Note that if char is 32 bits, all of the integral types can have
a size of 1.

> Now I have doubts only on 64-bit machines, where 'long int'
> may be that 'at least 32 bits', but it can be more also
> So if it can, sould it or not?

All of the 64 bit machines I use have a 64 bit long. It seems
the most natural.

> Next, we have 'short int', which the Standard requires to be
> at least 16 bits. So, let's look:

> Machine word: sizeof(short int):
> 8-bit 2 Emulated as two 8-bit registers
> 16-bit 2 Doesn't have to be emulated.
> 32-bit 2 Doesn't have to be emulated.
> 64-bit 2 Doesn't have to be emulated.

> Here, I have some doubts on 64-bit platform. On 32-bit
> 'short' is mostly 16-bit and no more, because it should be
> able to be shorter than plain 'int'.

That's not required. On word addressed machines (e.g. Unisys
2200), it's probably the same as int. In fact, on a Unisys
2200, I would expect short, int and long all to have 36 bits.

> On 64-bit platforms
> it could be more, if plain 'int' were 64-bit. But I don't
> know how it is there, and I've seen only one particular
> case, where plain 'int' has still 32 bits, so the 'short
> int' has to be 16-bit.

There's no "has to" about it. In practice, on a byte addressed
64 bit machine, the vendor will probably want to offer access to
all natively supported lengths. Since there are four, and there
are only four integral types, there is only one solution.

> And now we come to plain 'int' type
> The Standard requires it to be at least as much as 'short int',
> and defines it as the type most convenient for integer arithmetics
> on the particular platform. So, if we apply the same rules as
> for 'long int' [with the emulation], we would get:

> Machine word: sizeof(int):
> 8-bit 2?? Emulated as two 8-bit registers??
> 16-bit 2 Doesn't have to be emulated.
> 32-bit 4 Doesn't have to be emulated.
> 64-bit 4 or 8? Doesn't have to be emulated.

> I don't think emulating 'int' as two 8-bit registers to be
> the most convenient for the 8-bit platform to compute on
> integers

It's more convenient that using even more bytes, and it is the
least the standard allows.

> Even if 16-bit platforms could emulate C++
> Standard rules and feel good with it, for 8-bit machines
> there is something wrong, I think. Something, that was
> missed by the creators of Standard, or [more probably ]
> by me :/ So what is the thing I am missing here?

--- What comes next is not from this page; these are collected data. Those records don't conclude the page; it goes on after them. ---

use assert2::debug_assert;

use super::{EPSILON, FloatType, Ray, WorldPoint};

/// Axis aligned box, `low[axis] <= high[axis]` on every axis.
#[derive(Clone, Debug, PartialEq)]
pub struct BoundingBox {
    pub low: WorldPoint,
    pub high: WorldPoint,
}

impl BoundingBox {
    pub fn new(low: WorldPoint, high: WorldPoint) -> BoundingBox {
        debug_assert!(low.x <= high.x);
        debug_assert!(low.y <= high.y);
        debug_assert!(low.z <= high.z);
        BoundingBox { low, high }
    }

    /// Tightest box containing every box of the iterator, `None` when it is empty.
    pub fn enclosing(boxes: impl IntoIterator<Item = BoundingBox>) -> Option<BoundingBox> {
        let mut boxes = boxes.into_iter();
        let mut result = boxes.next()?;
        for b in boxes {
            result.expand(&b);
        }
        Some(result)
    }

    /// Grows this box to the per-axis min/max with `other`.
    pub fn expand(&mut self, other: &BoundingBox) {
        self.low = self.low.coords.zip_map(&other.low.coords, FloatType::min).into();
        self.high = self.high.coords.zip_map(&other.high.coords, FloatType::max).into();
    }

    pub fn low(&self, axis: usize) -> FloatType {
        self.low[axis]
    }

    pub fn high(&self, axis: usize) -> FloatType {
        self.high[axis]
    }

    pub fn length(&self, axis: usize) -> FloatType {
        self.high[axis] - self.low[axis]
    }

    pub fn contains(&self, p: &WorldPoint) -> bool {
        (0..3).all(|axis| {
            p[axis] >= self.low[axis] - EPSILON && p[axis] <= self.high[axis] + EPSILON
        })
    }

    /// Cuts the box at `low[axis] + proportion * length(axis)`.
    /// `proportion` is expected in (0, 1) but is not validated.
    pub fn split(&self, axis: usize, proportion: FloatType) -> (BoundingBox, BoundingBox) {
        let coordinate = self.low[axis] + self.length(axis) * proportion;

        let mut left_high = self.high;
        let mut right_low = self.low;
        left_high[axis] = coordinate;
        right_low[axis] = coordinate;

        (
            BoundingBox::new(self.low, left_high),
            BoundingBox::new(right_low, self.high),
        )
    }

    /// Slab test. Returns the entry and exit points of the ray, with the entry
    /// clamped to `ray.start` when the start is inside the box.
    /// Degenerate rays and rays whose whole intersection lies behind the start miss.
    pub fn intersect(&self, ray: &Ray) -> Option<(WorldPoint, WorldPoint)> {
        if ray.is_degenerate() {
            return None;
        }
        let direction = ray.direction().normalize();

        let mut tmin = FloatType::NEG_INFINITY;
        let mut tmax = FloatType::INFINITY;
        for axis in 0..3 {
            let inv = 1.0 / direction[axis];
            // 0 * inf turns into NaN when the start sits exactly on a slab plane
            // of an axis the ray does not move along; the slab is infinite then.
            let to_low = non_nan((self.low[axis] - ray.start[axis]) * inv, FloatType::NEG_INFINITY);
            let to_high = non_nan((self.high[axis] - ray.start[axis]) * inv, FloatType::INFINITY);

            tmin = tmin.max(to_low.min(to_high));
            tmax = tmax.min(to_low.max(to_high));
        }

        if tmin > tmax || tmax <= 0.0 {
            return None;
        }

        let entry = if tmin > 0.0 {
            ray.start + direction * tmin
        } else {
            ray.start
        };
        let exit = ray.start + direction * tmax;

        Some((entry, exit))
    }
}

fn non_nan(x: FloatType, fallback: FloatType) -> FloatType {
    if x.is_nan() { fallback } else { x }
}

#[cfg(test)]
mod tests {
    use super::*;
    use crate::geometry::{WorldVector, approx_eq};
    use assert2::{assert, let_assert};
    use test_case::test_case;

    fn unit_box() -> BoundingBox {
        BoundingBox::new(WorldPoint::new(0.0, 0.0, 0.0), WorldPoint::new(1.0, 1.0, 1.0))
    }

    #[test]
    fn entry_and_exit_through_unit_box() {
        let ray = Ray::new(
            WorldPoint::new(0.5, 0.5, -5.0),
            WorldPoint::new(0.5, 0.5, 5.0),
        );

        let_assert!(Some((entry, exit)) = unit_box().intersect(&ray));
        assert!(approx_eq(&entry, &WorldPoint::new(0.5, 0.5, 0.0), 1e-9));
        assert!(approx_eq(&exit, &WorldPoint::new(0.5, 0.5, 1.0), 1e-9));
    }

    #[test]
    fn start_inside_clamps_entry_to_start() {
        let ray = Ray::new(
            WorldPoint::new(0.5, 0.5, 0.5),
            WorldPoint::new(0.5, 0.5, 5.0),
        );

        let_assert!(Some((entry, exit)) = unit_box().intersect(&ray));
        assert!(entry == ray.start);
        assert!(approx_eq(&exit, &WorldPoint::new(0.5, 0.5, 1.0), 1e-9));
    }

    // Rays parallel to one axis, starting outside the corresponding slab.
    #[test_case(-1.0,  0.5,  0.5,   0.0, 1.0, 0.0 ; "low_x_parallel")]
    #[test_case( 2.0,  0.5,  0.5,   0.0, 1.0, 0.0 ; "high_x_parallel")]
    #[test_case( 0.5, -1.0,  0.5,   1.0, 0.0, 0.0 ; "low_y_parallel")]
    #[test_case( 0.5,  2.0,  0.5,   1.0, 0.0, 0.0 ; "high_y_parallel")]
    #[test_case( 0.5,  0.5, -1.0,   1.0, 0.0, 0.0 ; "low_z_parallel")]
    #[test_case( 0.5,  0.5,  2.0,   1.0, 0.0, 0.0 ; "high_z_parallel")]
    fn parallel_misses(px: FloatType, py: FloatType, pz: FloatType, dx: FloatType, dy: FloatType, dz: FloatType) {
        let start = WorldPoint::new(px, py, pz);
        let ray = Ray::new(start, start + WorldVector::new(dx, dy, dz));
        assert!(unit_box().intersect(&ray) == None);
    }

    #[test]
    fn box_behind_the_start_misses() {
        let ray = Ray::new(
            WorldPoint::new(0.5, 0.5, 5.0),
            WorldPoint::new(0.5, 0.5, 10.0),
        );
        assert!(unit_box().intersect(&ray) == None);
    }

    #[test]
    fn degenerate_ray_misses() {
        let p = WorldPoint::new(0.5, 0.5, 0.5);
        assert!(unit_box().intersect(&Ray::new(p, p)) == None);
    }

    #[test]
    fn expand_is_componentwise_union() {
        let mut b = unit_box();
        b.expand(&BoundingBox::new(
            WorldPoint::new(-1.0, 0.25, 0.5),
            WorldPoint::new(0.5, 2.0, 0.75),
        ));
        assert!(b.low == WorldPoint::new(-1.0, 0.0, 0.0));
        assert!(b.high == WorldPoint::new(1.0, 2.0, 1.0));
    }

    #[test]
    fn split_shares_the_boundary_plane() {
        let (left, right) = unit_box().split(2, 0.25);
        assert!(left.low == WorldPoint::new(0.0, 0.0, 0.0));
        assert!(left.high == WorldPoint::new(1.0, 1.0, 0.25));
        assert!(right.low == WorldPoint::new(0.0, 0.0, 0.25));
        assert!(right.high == WorldPoint::new(1.0, 1.0, 1.0));
    }

    #[test]
    fn contains_has_epsilon_tolerance() {
        let b = unit_box();
        assert!(b.contains(&WorldPoint::new(1.0 + EPSILON / 2.0, 0.5, 0.5)));
        assert!(!b.contains(&WorldPoint::new(1.1, 0.5, 0.5)));
    }
}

That people wanted C to be useful, and so defined a generally
useful set of rules for the period. (One could easily argue
today that an int should be required to be at least 32 bits.)
C++ just took over these rules.

> I think I know the theory [C++ Standard] but I don't know
> how to apply it in practice.

You apply it in practice by first deciding what your goals are.
If you're code targets desktop computers or larger, for example,
it's perfectly reasonable to assume that an int is at least 32
bits. If your code makes extensive use of the Windows API, for
its GUI, you might as well assume that int is 32 bits, and 2's
complement to boot. If you think that your code might have to
run on embedded systems, or on mainframes, or legacy systems,
then you'll have to be a lot more careful. Still, for most
code, all you have to worry about is the maximum and minimum
values you need to handle.

--
James Kanze (GABI Software) email:(E-Mail Removed)
Conseils en informatique orientée objet/
Beratung in objektorientierter Datenverarbeitung
9 place Sémard, 78210 St.-Cyr-l'École, France, +33 (0)1 30 23 00 34

SasQ
Guest
Posts: n/a

 03-30-2007
Dnia Thu, 29 Mar 2007 02:44:27 -0700, James Kanze napisa³(a):

> C++ has nothing to say about the size of a machine word.
> All it guarantees is that char has at least 8 bits
> (but there have been implementations with 9, 10 and 32 bit
> chars, at least), that int is at least 16 bits
> (I've seen 16, 32, 36 and 48---and 24 wouldn't surprise me
> for some machines I've heard of), that long is at least 32
> bits, and the next standard will also require a long long of
> at least 64 bits.

Is it sure for now?
Would there be 'long long long int' in a future then?

And where do you know that from? I had problems with obtaining
a copy of C++ Standard document [it isn't available for free in
the Internet in a way W3C standards do, so I had to borrow a copy
from a friend], and the more for obtaining any information about
the new C++0x Standard plans.

> In addition, you are guaranteed that the size of any type is a
> positive integral value

Good to know that it wouldn't be negative or a fraction
I haven't seen any negative size in my life yet ))

> and that:
>
> sizeof(char) <= sizeof(short) <= sizeof(int) <= sizeof(long)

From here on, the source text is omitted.